Разговор об обществе массовой коммуникации подводит нас к еще одной

гипотезе, которая расширяет и дополняет нашу первую гипотезу относительно

связи между гуманитарными науками и обществом коммуникации. Вторая ги-

потеза - это предположение, что интенсификация явления коммуникации,

ускорение распространения информации вплоть до со-присутствия, прямого

репортажа (и до "всемирной деревни" МакЛюэна) является не просто одним из

аспектов модернизации среди множества других, но, на самом деле, предстает

центром и содержанием этого процесса.

Очевидным образом эта гипотеза обращается к тезису МакЛюэна, в

соответствии с которым общество определяется и характеризуется

технологиями, которыми оно располагает, однако технологиями не в широком

смысле, но конкретно в аспекте технологий коммуникаций. Вот почему

говорить о "галактике Гуттенберга" или о технотронном мире вовсе не означает

выделять всего лишь один аспект, пусть даже и главный, общества

современности (moderna) и общества, современного нам (contemporanea), но

это означает указать на саму сущность названных типов обществ. Когда мы

говорим о технической цивилизации в самом широком и "онтологическом"

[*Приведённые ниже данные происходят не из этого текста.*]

//! Piecewise-linear mapping from a concentration to a marker color.

use crate::color::error::ColorScaleError;
use crate::color::rgb::Rgb;
use bon::bon;
use serde::{Deserialize, Serialize};

/// Substituted for a missing value when a color is structurally required.
pub const VALUE_FLOOR_SENTINEL: f64 = 1.0;

/// How a value's position within the domain is turned into a color.
#[derive(Debug, Clone, Copy, PartialEq, Eq, Default, Serialize, Deserialize)]
#[serde(tag = "kind", rename_all = "snake_case")]
pub enum ScalePolicy {
    /// Smooth gradient through every stop.
    #[default]
    Continuous,
    /// The domain is cut into `bins` equal-width bins, each painted with a single
    /// color sampled from the continuous gradient.
    Stepped { bins: usize },
}

/// One tick of the legend handed to the rendering side.
#[derive(Debug, Clone, Copy, PartialEq, Serialize)]
pub struct LegendEntry {
    pub value: f64,
    pub color: Rgb,
}

/// Maps concentrations onto colors over a fixed `[vmin, vmax]` domain.
///
/// The stops are spread evenly across the domain. Values outside the domain are
/// clamped to the first or last stop; blooms routinely exceed the nominal maximum.
///
/// # Examples
///
/// ```
/// use hab_monitor::{ColorScale, Rgb, ScalePolicy};
///
/// let scale = ColorScale::builder()
///     .vmin(0.0)
///     .vmax(100.0)
///     .stops(vec![Rgb(0, 0, 0), Rgb(200, 200, 200)])
///     .build()?;
///
/// assert_eq!(scale.color_for(50.0), Rgb(100, 100, 100));
/// assert_eq!(scale.color_for(1e9), Rgb(200, 200, 200));
/// # Ok::<(), hab_monitor::ColorScaleError>(())
/// ```
#[derive(Debug, Clone, PartialEq)]
pub struct ColorScale {
    vmin: f64,
    vmax: f64,
    stops: Vec<Rgb>,
    policy: ScalePolicy,
    caption: String,
}

#[bon]
impl ColorScale {
    /// Validates and builds a scale.
    ///
    /// # Errors
    ///
    /// Returns [`ColorScaleError::TooFewStops`] for fewer than two stops,
    /// [`ColorScaleError::InvalidDomain`] unless `vmin < vmax` and both are finite,
    /// and [`ColorScaleError::ZeroBins`] for a stepped policy without bins.
    #[builder]
    pub fn new(
        vmin: f64,
        vmax: f64,
        stops: Vec<Rgb>,
        #[builder(default)] policy: ScalePolicy,
        #[builder(default, into)] caption: String,
    ) -> Result<Self, ColorScaleError> {
        if stops.len() < 2 {
            return Err(ColorScaleError::TooFewStops(stops.len()));
        }
        if !vmin.is_finite() || !vmax.is_finite() || vmin >= vmax {
            return Err(ColorScaleError::InvalidDomain { vmin, vmax });
        }
        if policy == (ScalePolicy::Stepped { bins: 0 }) {
            return Err(ColorScaleError::ZeroBins);
        }
        Ok(Self {
            vmin,
            vmax,
            stops,
            policy,
            caption,
        })
    }

    pub fn domain(&self) -> (f64, f64) {
        (self.vmin, self.vmax)
    }

    pub fn policy(&self) -> ScalePolicy {
        self.policy
    }

    pub fn caption(&self) -> &str {
        &self.caption
    }

    /// Color for a concentration. NaN is treated like a value below the domain.
    pub fn color_for(&self, value: f64) -> Rgb {
        let fraction = self.fraction(value);
        match self.policy {
            ScalePolicy::Continuous => self.sample(fraction),
            ScalePolicy::Stepped { bins } => {
                let bin = ((fraction * bins as f64).floor() as usize).min(bins - 1);
                let bin_fraction = if bins > 1 {
                    bin as f64 / (bins - 1) as f64
                } else {
                    0.0
                };
                self.sample(bin_fraction)
            }
        }
    }

    /// Like [`ColorScale::color_for`], substituting [`VALUE_FLOOR_SENTINEL`] for a
    /// missing value.
    pub fn color_for_optional(&self, value: Option<f64>) -> Rgb {
        self.color_for(value.unwrap_or(VALUE_FLOOR_SENTINEL))
    }

    /// Evenly spaced ticks from `vmin` to `vmax` (at least two).
    pub fn legend(&self, ticks: usize) -> Vec<LegendEntry> {
        let ticks = ticks.max(2);
        (0..ticks)
            .map(|i| {
                let value = self.vmin + (self.vmax - self.vmin) * i as f64 / (ticks - 1) as f64;
                LegendEntry {
                    value,
                    color: self.color_for(value),
                }
            })
            .collect()
    }

    fn fraction(&self, value: f64) -> f64 {
        if value.is_nan() {
            return 0.0;
        }
        ((value - self.vmin) / (self.vmax - self.vmin)).clamp(0.0, 1.0)
    }

    fn sample(&self, fraction: f64) -> Rgb {
        let segments = self.stops.len() - 1;
        let position = fraction * segments as f64;
        let index = (position.floor() as usize).min(segments - 1);
        self.stops[index].lerp(self.stops[index + 1], position - index as f64)
    }
}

смысле, на который намекает хайдеггеровское понятие GeStell, мы должны

осознавать, что подразумеваемое нами не является простой совокупностью

технических аппаратов, которые опосредуют отношения человека с природой,

облегчая его существование путем всевозможного использования природных

сил.

Хотя это определение технологии в целом верно для всех эпох, сегодня оно

предстает как слишком общее и поверхностное: технология, которая

господствует в мире нашего обитания и его формирует, конечно же, состоит из

машин в традиционном смысле этого понятия, машин, которые обеспечивают

средства для "господства" над внешней природой, но она характеризуется в

первую очередь и сущностным образом системами сбора и передачи

информации. Это становится все более ясно по мере того, как различие между

развитыми странами и странами отсталыми переосмысляется как различие в

развитии информатики. Поэтому, когда, давая определение современности,

Хайдеггер говорит (например, Лесных тропах) об "эпохе образов мира", он

использует не метафорическое выражение, он описывает не только лишь одну

из черт современного комплекса науки и техники как основания современного

мышления; напротив, он определяет современность как эпоху, в которую мир

сводится к образам (или, скорее, конституируется ими). Речь здесь идет не

столько о Weltanschauungen как о системах ценностей, о субъективных

перспективах, объекте возможной "психологии образов мира", но об образах,

созданных и верифицированных науками, которые функционируют либо в

плане экспериментальной манипуляции, либо в применении научных

результатов к технике. Эти результаты концентрируются в конце концов в

информационной науке и в технологии (этого, однако, Хайдеггер не

подчеркивал).

Таким образом, сказать, что современное общество - это, по существу,

общество коммуникации и социальных наук, не означает заключить в кавычки

ту роль естественных наук и основанных на них технологий, которая

принадлежит им в формировании структуры общества; скорее это означает

констатацию того, что:

а) "направлением" (senso), "смыслом" (senso) развития техники, является

не столько машинное господство над природой, сколько специфическое

развитие информации и конструирование мира как "образа";

б) общество, где технология достигает своей кульминации в виде

"информации", является прежде всего обществом гуманитарных наук - в

двойном смысле объектного и субъектного значений родительного падежа:

общество, которое познано гуманитарными науками и одновременно

сконструировано как их адекватный, истинный объект; это то общество,

которое получает свое определяющее выражение в этих науках.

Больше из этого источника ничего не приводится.